It’s critical for research that there be open frontier models with training process that is transparent and reproducible. Ai2 has produced produced open pretrained LLMs: OLMo, OLMo2, OLMoE and an open post-training process called Tulu. HH’s talk is on open recipes for training LLMs and reasoning models.

Overview of open recipe for training LLMs and reasoning models

Data curation

Training sets for proprietary models are kept secret, not least due to use of copyrighted material. Open models require a training set free of legal conflicts.

Open post training recipe

Post training consists of three strategies - instruction fine-tuning, preference tuning (RLHF or RLAIF), and reinforcement learning with verifiable feedback (RLVF).

Preference tuning

Preference tuning takes a base model oriented to document completion and improves its ability to follow instructions, hold a conversation, and perform reasoning tasks.

Proximal policy optimization

Proximal Policy Optimization (PPO; Schulman et al., 2017) first trains a reward model and then uses RL to optimize the policy to maximize those rewards.

\[\max_{\pi_{\theta}} \mathbb{E}_{x \sim \mathcal{D}, y \sim \pi_{\theta}(y \mid x)} \left[ r_{\phi}(x, y) \right] - \beta \mathbb{D}_{\text{KL}} \left[ \pi_{\theta}(y \mid x) \,||\, \pi_{\text{ref}}(y \mid x) \right]\]

Direct policy optimization

Direct Preference Optimization (DPO; Rafailov et al., 2024) directly optimizes the policy on the preference dataset; no explicit reward model.

\[\mathcal{L}_{\text{DPO}}(\pi_{\theta}; \pi_{\text{ref}}) = - \mathbb{E}_{(x, y_w, y_l) \sim \mathcal{D}} \left[ \log \sigma \left( \beta \log \frac{\pi_{\theta}(y_w \mid x)}{\pi_{\text{ref}}(y_w \mid x)} - \beta \log \frac{\pi_{\theta}(y_l \mid x)}{\pi_{\text{ref}}(y_l \mid x)} \right) \right]\]

SimPO

SimPO (Meng et al., 2024) does not use a reference model.

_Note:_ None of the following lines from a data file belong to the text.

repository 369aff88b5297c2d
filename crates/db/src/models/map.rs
//! Row models for the `maps`, `nodes`, and `connections` tables, with
//! conversions to and from the domain types.
//!
//! Nodes are stored flat (one column per display property); the nested
//! `coordinates`/`colors`/`font` groups exist only in the domain and wire
//! representations.

use serde_json::json;
use sqlx::FromRow;
use uuid::Uuid;

use mapforge_core::access::MapSecurity;
use mapforge_core::map::{Connection, MapContent, MapOptions, MapProperties};
use mapforge_core::node::{Colors, Font, Image, Node, Point};
use mapforge_core::storage::MapRecord;
use mapforge_core::types::Timestamp;

// ---------------------------------------------------------------------------
// MapRow
// ---------------------------------------------------------------------------

/// A row from the `maps` table.
#[derive(Debug, Clone, FromRow)]
pub struct MapRow {
    pub uuid: Uuid,
    pub created_at: Timestamp,
    pub last_modified: Timestamp,
    pub deleted_at: Option<Timestamp>,
    pub delete_after_days: i32,
    pub options: serde_json::Value,
    pub admin_id: Uuid,
    pub modification_secret: Uuid,
}

impl MapRow {
    /// Assemble a full map record from its rows.
    pub fn into_record(self, nodes: Vec<NodeRow>, connections: Vec<ConnectionRow>) -> MapRecord {
        let options: MapOptions =
            serde_json::from_value(self.options).unwrap_or_default();

        let mut content = MapContent::default();
        for row in nodes {
            let node = row.into_node();
            content.nodes.insert(node.id, node);
        }
        for row in connections {
            let connection = row.into_connection();
            content.connections.insert(connection.id, connection);
        }

        MapRecord {
            properties: MapProperties {
                uuid: self.uuid,
                created_at: self.created_at,
                last_modified: self.last_modified,
                deleted_at: self.deleted_at,
                delete_after_days: self.delete_after_days,
                options,
                content,
            },
            security: MapSecurity {
                admin_id: self.admin_id,
                modification_secret: self.modification_secret,
            },
        }
    }

    /// Column values for persisting a record's map row.
    pub fn from_record(record: &MapRecord) -> Self {
        Self {
            uuid: record.properties.uuid,
            created_at: record.properties.created_at,
            last_modified: record.properties.last_modified,
            deleted_at: record.properties.deleted_at,
            delete_after_days: record.properties.delete_after_days,
            options: serde_json::to_value(&record.properties.options)
                .unwrap_or_else(|_| json!({})),
            admin_id: record.security.admin_id,
            modification_secret: record.security.modification_secret,
        }
    }
}

// ---------------------------------------------------------------------------
// NodeRow
// ---------------------------------------------------------------------------

/// A row from the `nodes` table.
#[derive(Debug, Clone, FromRow)]
pub struct NodeRow {
    pub id: Uuid,
    pub map_id: Uuid,
    pub parent_id: Option<Uuid>,
    pub name: String,
    pub coordinates_x: f64,
    pub coordinates_y: f64,
    pub image_src: Option<String>,
    pub image_size: Option<i32>,
    pub name_color: Option<String>,
    pub background_color: Option<String>,
    pub branch_color: Option<String>,
    pub font_style: Option<String>,
    pub font_size: i32,
    pub font_weight: Option<String>,
    pub locked: bool,
    pub hidden: bool,
}

impl NodeRow {
    pub fn into_node(self) -> Node {
        Node {
            id: self.id,
            parent: self.parent_id,
            name: self.name,
            coordinates: Point {
                x: self.coordinates_x,
                y: self.coordinates_y,
            },
            image: self.image_src.map(|src| Image {
                src,
                size: self.image_size.unwrap_or(0).max(0) as u32,
            }),
            colors: Colors {
                name: self.name_color,
                background: self.background_color,
                branch: self.branch_color,
            },
            font: Font {
                style: self.font_style,
                size: self.font_size.max(0) as u32,
                weight: self.font_weight,
            },
            locked: self.locked,
            hidden: self.hidden,
        }
    }

    pub fn from_node(map_id: Uuid, node: &Node) -> Self {
        Self {
            id: node.id,
            map_id,
            parent_id: node.parent,
            name: node.name.clone(),
            coordinates_x: node.coordinates.x,
            coordinates_y: node.coordinates.y,
            image_src: node.image.as_ref().map(|i| i.src.clone()),
            image_size: node.image.as_ref().map(|i| i.size as i32),
            name_color: node.colors.name.clone(),
            background_color: node.colors.background.clone(),
            branch_color: node.colors.branch.clone(),
            font_style: node.font.style.clone(),
            font_size: node.font.size as i32,
            font_weight: node.font.weight.clone(),
            locked: node.locked,
            hidden: node.hidden,
        }
    }
}

// ---------------------------------------------------------------------------
// ConnectionRow
// ---------------------------------------------------------------------------

/// A row from the `connections` table.
#[derive(Debug, Clone, FromRow)]
pub struct ConnectionRow {
    pub id: Uuid,
    pub map_id: Uuid,
    pub from_node_id: Uuid,
    pub to_node_id: Uuid,
    pub color: Option<String>,
    pub width: Option<f64>,
}

impl ConnectionRow {
    pub fn into_connection(self) -> Connection {
        Connection {
            id: self.id,
            from_node_id: self.from_node_id,
            to_node_id: self.to_node_id,
            color: self.color,
            width: self.width,
        }
    }

    pub fn from_connection(map_id: Uuid, connection: &Connection) -> Self {
        Self {
            id: connection.id,
            map_id,
            from_node_id: connection.from_node_id,
            to_node_id: connection.to_node_id,
            color: connection.color.clone(),
            width: connection.width,
        }
    }
}

#[cfg(test)]
mod tests {
    use super::*;

    #[test]
    fn node_row_roundtrip() {
        let mut node = Node::root();
        node.image = Some(Image {
            src: "https://example.com/icon.png".into(),
            size: 48,
        });
        node.font.size = 22;
        node.locked = true;

        let map_id = Uuid::new_v4();
        let row = NodeRow::from_node(map_id, &node);
        assert_eq!(row.map_id, map_id);
        assert_eq!(row.into_node(), node);
    }

    #[test]
    fn connection_row_roundtrip() {
        let connection = Connection {
            id: Uuid::new_v4(),
            from_node_id: Uuid::new_v4(),
            to_node_id: Uuid::new_v4(),
            color: Some("#abcdef".into()),
            width: Some(1.5),
        };
        let row = ConnectionRow::from_connection(Uuid::new_v4(), &connection);
        assert_eq!(row.into_connection(), connection);
    }

    #[test]
    fn map_record_roundtrip_through_rows() {
        let record = MapRecord::new();
        let map_row = MapRow::from_record(&record);
        let node_rows: Vec<NodeRow> = record
            .properties
            .content
            .nodes
            .values()
            .map(|n| NodeRow::from_node(record.properties.uuid, n))
            .collect();

        let rebuilt = map_row.into_record(node_rows, Vec::new());
        assert_eq!(rebuilt, record);
    }
}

\[\mathcal{L}_{\text{SimPO}}(\pi_{\theta}) = - \mathbb{E}_{(x, y_w, y_l) \sim \mathcal{D}} \left[ \log \sigma \left( \frac{\beta}{|y_w|} \log \pi_{\theta}(y_w \mid x) - \frac{\beta}{|y_l|} \log \pi_{\theta}(y_l \mid x) - \gamma \right) \right]\]

GRPO

Group relative policy optimization (GRPO) was introduced in the DeepSeek R1 paper. For each question 𝑞, GRPO samples a group of outputs {𝑜1, 𝑜2, …, 𝑜𝐺} from the old policy \(\pi_{\theta_{\text{old}}}\) and then optimizes the policy model \(\pi_{\theta}\) by maximizing the following objective:

\[\mathcal{J}_{GRPO}(\theta) = \mathbb{E} \left[ \frac{1}{G} \sum_{i=1}^{G} \min \left( \frac{\pi_{\theta}(o_i \mid q)}{\pi_{\theta_{\text{old}}}(o_i \mid q)} A_i, \text{clip} \left( \frac{\pi_{\theta}(o_i \mid q)}{\pi_{\theta_{\text{old}}}(o_i \mid q)}, 1 - \epsilon, 1 + \epsilon \right) A_i \right) \right] - \beta \mathbb{D}_{\text{KL}} \left( \pi_{\theta} \| \pi_{\text{ref}} \right)\] \[A_i = \left( \frac{r_i - \bar{r}}{\sigma_r} \right)\]

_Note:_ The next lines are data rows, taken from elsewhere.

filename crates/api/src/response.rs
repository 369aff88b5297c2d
//! Shared response envelope types for API handlers.
//!
//! All API responses use a `{ "data": ... }` envelope. Use [`DataResponse`]
//! instead of ad-hoc `serde_json::json!({ "data": ... })` to get
//! compile-time type safety and consistent serialization.

use serde::Serialize;

/// Standard `{ "data": T }` response envelope.
#[derive(Debug, Serialize)]
pub struct DataResponse<T: Serialize> {
    pub data: T,
}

Or, as a loss to be more comparable to the other preference tuning losses:

\[\mathcal{L}_{GRPO}(\theta) = - \mathbb{E} \left[ \frac{1}{G} \sum_{i=1}^{G} \hat{A_i} \right] + \beta \mathbb{D}_{\text{KL}} \left( \pi_{\theta} \| \pi_{\text{ref}} \right)\]

…where \(\hat{A_i}\) is the clipped policy advantage of the ith output in the group.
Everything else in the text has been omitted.